Analyze Component (a)

For the solution to be \(0.10 \, \mathrm{M} \, \mathrm{NH}_3\), and \(0.10 \, \mathrm{M} \, \mathrm{NH}_4 \mathrm{Cl}\) simultaneously with pH = 6.07, it should be noted that ammonia acts as a weak base (\(NH_3 \rightarrow NH_4^+ + OH^-\)), and \(NH_4Cl\) (ammonium chloride) gives \(NH_4^+\) which acts as a weak acid (\(NH_4^+ \rightarrow NH_3 + H^+\)). As the ratio of [\(NH_3\)] / [\(NH_4^+\)] equals 1 and the pKb of ammonia equals 4.75, a pH of 6.07 calculated from this buffer pair will not be possible as the pH is determined by \(pH = pKw - pKb + log ([NH_4^+]/[NH_3]) = 14 - 4.75 + log (1) = 9.25\). Therefore, the components could not coexist.
02

Analyze Component (b)

In this case, \(0.10 \, \mathrm{M} \, \mathrm{NaC}_2 \mathrm{H}_3 \mathrm{O}_2\) is a salt of a weak acid and will form a weak base (\(C_2H_3O_2^-\)). However, \(0.058 \, \mathrm{M} \, \mathrm{HI}\) is a strong acid that will significantly lower the pH and prevent the weak base from thriving. Hence, the components cannot coexist in the same solution.
03

Analyze Component (c)

For the case of \(0.10 \, \mathrm{M} \, \mathrm{KNO}_2\) and \(0.25 \, \mathrm{M} \, \mathrm{KNO}_3\), the salts of weak acids will create a weak base when dissolved.
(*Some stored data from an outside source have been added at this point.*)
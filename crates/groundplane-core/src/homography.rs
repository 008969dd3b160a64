use log::{debug, info};
use nalgebra::{Matrix3, Point2, SMatrix, SVector, Vector3};
use serde::{Deserialize, Serialize};

#[cfg(feature = "tracing")]
use tracing::instrument;

use crate::{CalibrationQuadrilateral, FrameDimensions, GroundPlaneError};

const DENOMINATOR_EPS: f64 = 1e-10;
const COLLINEAR_REL_EPS: f64 = 1e-6;
const RESIDUAL_REL_EPS: f64 = 1e-6;

/// 8-parameter projective transform
///
/// `x' = (a x + b y + c) / (g x + h y + 1)`,
/// `y' = (d x + e y + f) / (g x + h y + 1)`.
#[derive(Clone, Copy, Debug, PartialEq, Serialize, Deserialize)]
pub struct ProjectiveTransform {
    coefficients: [f64; 8],
}

impl ProjectiveTransform {
    pub fn from_coefficients(coefficients: [f64; 8]) -> Self {
        Self { coefficients }
    }

    pub fn identity() -> Self {
        Self::from_coefficients([1.0, 0.0, 0.0, 0.0, 1.0, 0.0, 0.0, 0.0])
    }

    /// Build from a 3x3 matrix, rescaling so that `m[(2, 2)] == 1`.
    pub fn from_matrix(m: &Matrix3<f64>) -> Option<Self> {
        let s = m[(2, 2)];
        if s.abs() < 1e-12 {
            return None;
        }
        let m = m / s;
        Some(Self::from_coefficients([
            m[(0, 0)],
            m[(0, 1)],
            m[(0, 2)],
            m[(1, 0)],
            m[(1, 1)],
            m[(1, 2)],
            m[(2, 0)],
            m[(2, 1)],
        ]))
    }

    /// Coefficients `(a, b, c, d, e, f, g, h)`.
    pub fn coefficients(&self) -> [f64; 8] {
        self.coefficients
    }

    pub fn to_matrix(&self) -> Matrix3<f64> {
        let [a, b, c, d, e, f, g, h] = self.coefficients;
        Matrix3::new(
            a, b, c, //
            d, e, f, //
            g, h, 1.0,
        )
    }

    pub fn inverse(&self) -> Option<Self> {
        self.to_matrix()
            .try_inverse()
            .and_then(|m| Self::from_matrix(&m))
    }

    /// Map a point without any quantization.
    #[inline]
    pub fn apply(&self, p: Point2<f64>) -> Result<Point2<f64>, GroundPlaneError> {
        let [a, b, c, d, e, f, g, h] = self.coefficients;
        let w = g * p.x + h * p.y + 1.0;
        if !w.is_finite() || w.abs() < DENOMINATOR_EPS {
            return Err(GroundPlaneError::ProjectionSingularity { x: p.x, y: p.y });
        }
        Ok(Point2::new(
            (a * p.x + b * p.y + c) / w,
            (d * p.x + e * p.y + f) / w,
        ))
    }
}

/// Sort four points into row-major order: top-left, top-right, bottom-left,
/// bottom-right.
///
/// Points are first ordered by `x + y * K` with `K` wider than the frame so
/// that the two upper points come first; each row is then ordered by x.
pub fn canonical_order(points: &[Point2<f64>; 4], frame: &FrameDimensions) -> [Point2<f64>; 4] {
    let k = (frame.width as f64 + 1.0).max(1000.0);
    let mut sorted = *points;
    sorted.sort_by(|p, q| (p.x + p.y * k).total_cmp(&(q.x + q.y * k)));
    if sorted[1].x < sorted[0].x {
        sorted.swap(0, 1);
    }
    if sorted[3].x < sorted[2].x {
        sorted.swap(2, 3);
    }
    sorted
}

/// Axis-aligned target rectangle for canonically ordered source points.
///
/// Left and right sides sit at the mean x of the corresponding quadrilateral
/// edges, the top at the mean y of the upper edge, and the height keeps the
/// frame aspect ratio.
pub fn target_rectangle(
    ordered: &[Point2<f64>; 4],
    frame: &FrameDimensions,
) -> Result<[Point2<f64>; 4], GroundPlaneError> {
    frame.validate()?;
    let [tl, tr, bl, br] = ordered;
    let left = (tl.x + bl.x) / 2.0;
    let right = (tr.x + br.x) / 2.0;
    let top = (tl.y + tr.y) / 2.0;

    let width = right - left;
    if !(width > 0.0) {
        return Err(GroundPlaneError::degenerate(format!(
            "target rectangle has non-positive width {width:.3}"
        )));
    }
    let height = width * frame.aspect();

    Ok([
        Point2::new(left, top),
        Point2::new(right, top),
        Point2::new(left, top + height),
        Point2::new(right, top + height),
    ])
}

/// Solve the transform that rectifies the calibration quadrilateral onto
/// its target rectangle.
#[cfg_attr(feature = "tracing", instrument(level = "info", skip_all))]
pub fn solve_homography(
    quad: &CalibrationQuadrilateral,
    frame: &FrameDimensions,
) -> Result<ProjectiveTransform, GroundPlaneError> {
    let src = quad.ordered_corners(frame)?;
    let dst = target_rectangle(&src, frame)?;
    debug!("homography target rectangle {dst:?}");

    let transform = homography_from_4pt(&src, &dst)?;
    info!("homography solved: {:?}", transform.coefficients());
    Ok(transform)
}

/// Compute the transform with `dst ~ T * src` from four correspondences.
///
/// Corner order must be consistent between `src` and `dst`.
pub fn homography_from_4pt(
    src: &[Point2<f64>; 4],
    dst: &[Point2<f64>; 4],
) -> Result<ProjectiveTransform, GroundPlaneError> {
    for p in src.iter().chain(dst.iter()) {
        if !(p.x.is_finite() && p.y.is_finite()) {
            return Err(GroundPlaneError::NonFiniteInput("homography correspondence"));
        }
    }
    ensure_no_collinear_triple(src)?;
    ensure_no_collinear_triple(dst)?;

    // Unknowns: [a b c d e f g h]
    // a x + b y + c - u g x - u h y = u
    // d x + e y + f - v g x - v h y = v
    let (src_n, t_src) = normalize_points4(src);
    let (dst_n, t_dst) = normalize_points4(dst);

    let mut a = SMatrix::<f64, 8, 8>::zeros();
    let mut b = SVector::<f64, 8>::zeros();

    for k in 0..4 {
        let x = src_n[k].x;
        let y = src_n[k].y;
        let u = dst_n[k].x;
        let v = dst_n[k].y;

        let r0 = 2 * k;
        a[(r0, 0)] = x;
        a[(r0, 1)] = y;
        a[(r0, 2)] = 1.0;
        a[(r0, 6)] = -u * x;
        a[(r0, 7)] = -u * y;
        b[r0] = u;

        let r1 = 2 * k + 1;
        a[(r1, 3)] = x;
        a[(r1, 4)] = y;
        a[(r1, 5)] = 1.0;
        a[(r1, 6)] = -v * x;
        a[(r1, 7)] = -v * y;
        b[r1] = v;
    }

    let x = a
        .lu()
        .solve(&b)
        .ok_or_else(|| GroundPlaneError::degenerate("singular 8x8 homography system"))?;

    let hn = Matrix3::<f64>::new(
        x[0], x[1], x[2], //
        x[3], x[4], x[5], //
        x[6], x[7], 1.0,
    );

    let h = t_dst
        .try_inverse()
        .map(|t_dst_inv| t_dst_inv * hn * t_src)
        .and_then(|h| ProjectiveTransform::from_matrix(&h))
        .ok_or_else(|| GroundPlaneError::degenerate("homography denormalization failed"))?;

    if h.coefficients.iter().any(|c| !c.is_finite()) {
        return Err(GroundPlaneError::degenerate("non-finite homography coefficients"));
    }
    check_residuals(&h, src, dst)?;
    Ok(h)
}

fn check_residuals(
    h: &ProjectiveTransform,
    src: &[Point2<f64>; 4],
    dst: &[Point2<f64>; 4],
) -> Result<(), GroundPlaneError> {
    let tol = RESIDUAL_REL_EPS * max_extent(dst).max(1.0);
    for (s, d) in src.iter().zip(dst) {
        let mapped = h
            .apply(*s)
            .map_err(|_| GroundPlaneError::degenerate("calibration point maps to infinity"))?;
        let err = (mapped - *d).norm();
        if !(err <= tol) {
            return Err(GroundPlaneError::degenerate(format!(
                "homography is numerically unstable (residual {err:.3e} px)"
            )));
        }
    }
    Ok(())
}

fn max_extent(pts: &[Point2<f64>; 4]) -> f64 {
    let mut best = 0.0_f64;
    for (i, p) in pts.iter().enumerate() {
        for q in &pts[i + 1..] {
            best = best.max((*p - *q).norm());
        }
    }
    best
}

fn ensure_no_collinear_triple(pts: &[Point2<f64>; 4]) -> Result<(), GroundPlaneError> {
    let scale = max_extent(pts);
    if scale < 1e-12 {
        return Err(GroundPlaneError::degenerate("calibration points coincide"));
    }
    const TRIPLES: [[usize; 3]; 4] = [[0, 1, 2], [0, 1, 3], [0, 2, 3], [1, 2, 3]];
    for [i, j, k] in TRIPLES {
        let u = pts[j] - pts[i];
        let v = pts[k] - pts[i];
        let area2 = (u.x * v.y - u.y * v.x).abs();
        if area2 < COLLINEAR_REL_EPS * scale * scale {
            return Err(GroundPlaneError::degenerate(format!(
                "points {i}, {j} and {k} are collinear"
            )));
        }
    }
    Ok(())
}

fn hartley_normalization(cx: f64, cy: f64, mean_dist: f64) -> Matrix3<f64> {
    let s = if mean_dist > 1e-12 {
        (2.0_f64).sqrt() / mean_dist
    } else {
        1.0
    };

    Matrix3::<f64>::new(s, 0.0, -s * cx, 0.0, s, -s * cy, 0.0, 0.0, 1.0)
}

fn normalize_points4(pts: &[Point2<f64>; 4]) -> ([Point2<f64>; 4], Matrix3<f64>) {
    let cx = pts.iter().map(|p| p.x).sum::<f64>() / 4.0;
    let cy = pts.iter().map(|p| p.y).sum::<f64>() / 4.0;
    let mean_dist = pts
        .iter()
        .map(|p| ((p.x - cx).powi(2) + (p.y - cy).powi(2)).sqrt())
        .sum::<f64>()
        / 4.0;

    let t = hartley_normalization(cx, cy, mean_dist);
    let out = (*pts).map(|p| {
        let v = t * Vector3::new(p.x, p.y, 1.0);
        Point2::new(v[0], v[1])
    });
    (out, t)
}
However, the existence of \(0.25 \, \mathrm{M} \, \mathrm{KNO}_3\), which is a strong electrolyte, does not affect the pH. Hence, these components could hypothetically coexist in the same solution without conflicting effects on pH.
04

Analyze Component (d)

\(0.050 \, \mathrm{M} \, \mathrm{Ba(OH)}_2\) is a strong base and \(0.65 \, \mathrm{M} \, \mathrm{NH}_4 \mathrm{Cl}\) is a salt of a weak acid, which will form a weak base. Since we have a strong base in the solution, it will significantly raise the pH and dominate over the weak base. Therefore, these components cannot coexist in the same solution.
05

Analyze Component (e)

In this case, both \(0.018 \, \mathrm{M} \, \mathrm{C}_6 \mathrm{H}_5 \mathrm{COOH}\) and \(0.018 \, \mathrm{M} \, \mathrm{NaC}_6 \mathrm{H}_5 \mathrm{COO}\) form a buffer system. Regardless of the pH level, these components can coexist in the same solution.
06

Analyze Component (f)

All the salts listed are either strong electrolytes (KCl and KNO3) or weak acids/bases (NaCl and \(NaCH_3 \mathrm{COO}\)) which individually do not change the pH. Therefore, if the pH value is manipulated to be 6.4 by adding an acid/base, these components can coexist.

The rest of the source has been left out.